Manuela Bischof ist die erste Frau im Kanton St. Gallen, die sich für eine Lehre als Automobil-Mechatronikerin für Nutzfahrzeuge entschieden hat.
Die Abwechslung im beruflichen Alltag, aber auch über längere Zeit an einem Lastwagen zu schrauben, das gefällt ihr an ihrer Arbeit am besten.
CORNEL AMERRAYE
Den ganzen Tag vor dem Computer zu sitzen ist nichts für Manuela Bischof. Darum schnupperte
die 21-Jährige in ihrer Schulzeit
ausschliesslich in handwerklichen Berufen. Fünfmal absolvierte sie eine Schnupperlehre als
Mechatronikerin für Personenwagen (PKW), einmal war sie sogar in einem Maurerbetrieb tätig.
Als sie die letzte Schnupperwoche absolvieren musste, stöberte
sie in einer Infobroschüre mit
Automobil-Berufen. Dabei entschied sie sich nochmals für eine
Schnupperlehre als Mechatronikerin – diesmal aber für Nutzfahrzeuge (LKW). «Ich habe drei
Betriebe angefragt und zweimal
eine Absage bekommen.» Man
wollte keine Frauen als Lernende
einstellen. Und auch ihre Lehrerin legte ihr ans Herz, doch etwas
anderes auszuprobieren. Beim
dritten Telefonat hatte sie jedoch
Erfolg und konnte in der Larag
Wil eine Woche lang an LKWs herumschrauben. Das gefiel ihr so
gut, dass sie im Anschluss den
Eignungstest machte und bestand.

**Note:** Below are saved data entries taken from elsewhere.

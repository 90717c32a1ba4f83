//! Entry point for creating and opening services.
//!
//! [`ServiceBuilder`] picks the messaging pattern; the pattern builders
//! collect limits and then run the shared create/open logic below.

use super::error::{ServiceCreateError, ServiceOpenError, ServiceOpenOrCreateError};
use super::segment::{PatternLayout, ServiceSegment};
use super::static_config::PatternConfig;
use super::{ServiceState, prune_dead_holders};
use crate::node::NodeShared;
use crate::service_name::ServiceName;
use crate::{event, publish_subscribe, request_response};
use std::fmt;
use std::sync::Arc;
use tracing::{debug, warn};

pub struct ServiceBuilder {
    node: Arc<NodeShared>,
    name: ServiceName,
}

impl fmt::Debug for ServiceBuilder {
    fn fmt(&self, f: &mut fmt::Formatter<'_>) -> fmt::Result {
        f.debug_struct("ServiceBuilder")
            .field("node", &self.node.id())
            .field("name", &self.name)
            .finish()
    }
}

impl ServiceBuilder {
    pub(crate) fn new(node: Arc<NodeShared>, name: ServiceName) -> Self {
        Self { node, name }
    }

    pub fn name(&self) -> &ServiceName {
        &self.name
    }

    pub fn event(self) -> event::Builder {
        event::Builder::new(self)
    }

    /// Publish-subscribe service carrying samples of `[T]`.
    pub fn publish_subscribe<T: Copy + 'static>(self) -> publish_subscribe::Builder<T> {
        publish_subscribe::Builder::new(self)
    }

    pub fn request_response<Req: Copy + 'static, Res: Copy + 'static>(
        self,
    ) -> request_response::Builder<Req, Res> {
        request_response::Builder::new(self)
    }

    pub(crate) fn node(&self) -> &NodeShared {
        &self.node
    }

    /// Registers a new service with `config` and maps its fresh segment.
    pub(crate) fn create_state(&self, config: PatternConfig) -> Result<ServiceState, ServiceCreateError> {
        let layout = PatternLayout::new(&config).ok_or_else(|| {
            warn!(service = %self.name, ?config, "service limits overflow the segment size");
            ServiceCreateError::InvalidConfiguration
        })?;

        let node_config = self.node.config();
        let node_id = self.node.id().value();
        let registry = self.node.registry();
        let mut guard = registry.lock()?;

        if let Some(index) = guard.find(&self.name) {
            if prune_dead_holders(&mut guard, index, node_config) > 0 {
                return Err(ServiceCreateError::AlreadyExists);
            }
        }

        let index = guard
            .free_index()
            .ok_or(ServiceCreateError::ExceedsMaxNumberOfServices)?;
        let generation = registry.next_generation();
        let path = ServiceSegment::path_for(node_config, &self.name, generation);
        let segment = ServiceSegment::create(&path, &config, layout, generation)?;

        guard.occupy(index, &self.name, &config.to_raw(), generation);
        if !guard.add_holder(index, node_id) {
            guard.free(index);
            ServiceSegment::remove(&path);
            warn!(service = %self.name, "the registry admits no nodes per service");
            return Err(ServiceCreateError::InternalFailure);
        }

        debug!(service = %self.name, pattern = %config.messaging_pattern(), generation, "created service");
        Ok(ServiceState {
            node: self.node.clone(),
            name: self.name.clone(),
            record: index,
            generation,
            config,
            segment,
        })
    }

    /// Opens the existing service if `extract` accepts its configuration and
    /// `verify` accepts the extracted pattern config.
    pub(crate) fn open_state<C>(
        &self,
        extract: impl FnOnce(&PatternConfig) -> Option<C>,
        verify: impl FnOnce(&C) -> Result<(), ServiceOpenError>,
    ) -> Result<(ServiceState, C), ServiceOpenError> {
        let node_config = self.node.config();
        let mut guard = self.node.registry().lock()?;

        let index = guard.find(&self.name).ok_or(ServiceOpenError::DoesNotExist)?;
        if prune_dead_holders(&mut guard, index, node_config) == 0 {
            return Err(ServiceOpenError::DoesNotExist);
        }

        let record = guard.record(index);
        let generation = record.generation;
        let config =
            PatternConfig::from_raw(&record.config).ok_or(ServiceOpenError::ServiceInCorruptedState)?;
        let typed = extract(&config).ok_or(ServiceOpenError::IncompatibleMessagingPattern)?;
        verify(&typed)?;

        let layout = PatternLayout::new(&config).ok_or(ServiceOpenError::ServiceInCorruptedState)?;
        let path = ServiceSegment::path_for(node_config, &self.name, generation);
        let segment = ServiceSegment::open(&path, &config, layout, generation).map_err(|e| {
            warn!(service = %self.name, error = %e, "cannot map service segment");
            ServiceOpenError::ServiceInCorruptedState
        })?;

        if !guard.add_holder(index, self.node.id().value()) {
            return Err(ServiceOpenError::ExceedsMaxNumberOfNodes);
        }

        debug!(service = %self.name, pattern = %config.messaging_pattern(), generation, "opened service");
        Ok((
            ServiceState {
                node: self.node.clone(),
                name: self.name.clone(),
                record: index,
                generation,
                config,
                segment,
            },
            typed,
        ))
    }
}

/// Opens, creates if missing, and opens once more if another process won
/// the race to create.
pub(crate) fn open_or_create<T>(
    mut open: impl FnMut() -> Result<T, ServiceOpenError>,
    create: impl FnOnce() -> Result<T, ServiceCreateError>,
) -> Result<T, ServiceOpenOrCreateError> {
    match open() {
        Err(ServiceOpenError::DoesNotExist) => {}
        other => return Ok(other?),
    }

    match create() {
        Err(ServiceCreateError::AlreadyExists) => Ok(open()?),
        other => Ok(other?),
    }
}

/// Fails with `error` when a requested limit exceeds what the service offers.
pub(crate) fn ensure_supported(
    requested: Option<usize>,
    available: usize,
    error: ServiceOpenError,
) -> Result<(), ServiceOpenError> {
    match requested {
        Some(requested) if requested > available => Err(error),
        _ => Ok(()),
    }
}

pub(crate) fn ensure_overflow(requested: Option<bool>, configured: bool) -> Result<(), ServiceOpenError> {
    match requested {
        Some(requested) if requested != configured => {
            Err(ServiceOpenError::IncompatibleOverflowBehavior)
        }
        _ => Ok(()),
    }
}
use crate::service::static_config::TypeDetail;
use basalt_config::PublishSubscribeDefaults;

/// Limits and payload layout of a publish-subscribe service.
#[repr(C)]
#[derive(Debug, Clone, Copy, PartialEq, Eq)]
pub struct StaticConfig {
    pub(crate) max_publishers: u64,
    pub(crate) max_subscribers: u64,
    pub(crate) subscriber_max_buffer_size: u64,
    pub(crate) subscriber_max_borrowed_samples: u64,
    pub(crate) publisher_max_loaned_samples: u64,
    pub(crate) max_slice_len: u64,
    pub(crate) enable_safe_overflow: u64,
    pub(crate) payload_type: TypeDetail,
}

impl StaticConfig {
    pub(crate) const EMPTY: StaticConfig = StaticConfig {
        max_publishers: 0,
        max_subscribers: 0,
        subscriber_max_buffer_size: 0,
        subscriber_max_borrowed_samples: 0,
        publisher_max_loaned_samples: 0,
        max_slice_len: 0,
        enable_safe_overflow: 0,
        payload_type: TypeDetail::EMPTY,
    };

    pub(crate) fn from_defaults(defaults: &PublishSubscribeDefaults, payload_type: TypeDetail) -> Self {
        Self {
            max_publishers: defaults.max_publishers as u64,
            max_subscribers: defaults.max_subscribers as u64,
            subscriber_max_buffer_size: defaults.subscriber_max_buffer_size as u64,
            subscriber_max_borrowed_samples: defaults.subscriber_max_borrowed_samples as u64,
            publisher_max_loaned_samples: defaults.publisher_max_loaned_samples as u64,
            max_slice_len: defaults.max_slice_len as u64,
            enable_safe_overflow: defaults.enable_safe_overflow as u64,
            payload_type,
        }
    }

    pub fn max_publishers(&self) -> usize {
        self.max_publishers as usize
    }

    pub fn max_subscribers(&self) -> usize {
        self.max_subscribers as usize
    }

    pub fn subscriber_max_buffer_size(&self) -> usize {
        self.subscriber_max_buffer_size as usize
    }

    pub fn subscriber_max_borrowed_samples(&self) -> usize {
        self.subscriber_max_borrowed_samples as usize
    }

    pub fn publisher_max_loaned_samples(&self) -> usize {
        self.publisher_max_loaned_samples as usize
    }

    /// Largest number of elements a single sample may carry.
    pub fn max_slice_len(&self) -> usize {
        self.max_slice_len as usize
    }

    pub fn has_safe_overflow(&self) -> bool {
        self.enable_safe_overflow != 0
    }

    pub fn payload_type(&self) -> &TypeDetail {
        &self.payload_type
    }
}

Nach schriftlicher Bewerbung bekam sie auch prompt eine Zusage und konnte nach den
Sommerferien ihre Lehre starten.
Sie hat den Dreh raus
In der Werkstatt – etwa so gross
wie ein Fussballfeld – packt Manuela Bischof genau so an wie ihre männlichen Berufskollegen.
«Anfangs machte mir das Lösen
von gewissen Schrauben noch
Mühe. Nach einigen Wochen hatte ich aber die nötige Technik und
den Dreh raus.» Inzwischen analysiert die Gähwilerin routiniert
Fehlerspeicher auf dem Diagnosegerät, setzt Schmieranlagen
wieder in Gang oder wechselt das
Öl an einer der tonnenschweren
Zugmaschinen. «Am meisten
Freude habe ich, wenn ich mich
länger in eine Arbeit vertiefen
kann.» Aber auch Routinearbeiten wie ein Service und Abgaswartungen sagen ihr zu. «Man
weiss nie, ob man dabei nicht
noch andere Mängel entdeckt
und diese dann beheben muss.»
Dieses Unerwartete mache den
Berufsalltag erst recht spannend.
Zudem könne man am LKW im
Gegensatz zum PKW noch vieles
reparieren und ersetze bei Defekten nicht einfach ein fehlerhaftes
Bauteil. An die dreckigen Hände
musste sie sich zuerst gewöhnen.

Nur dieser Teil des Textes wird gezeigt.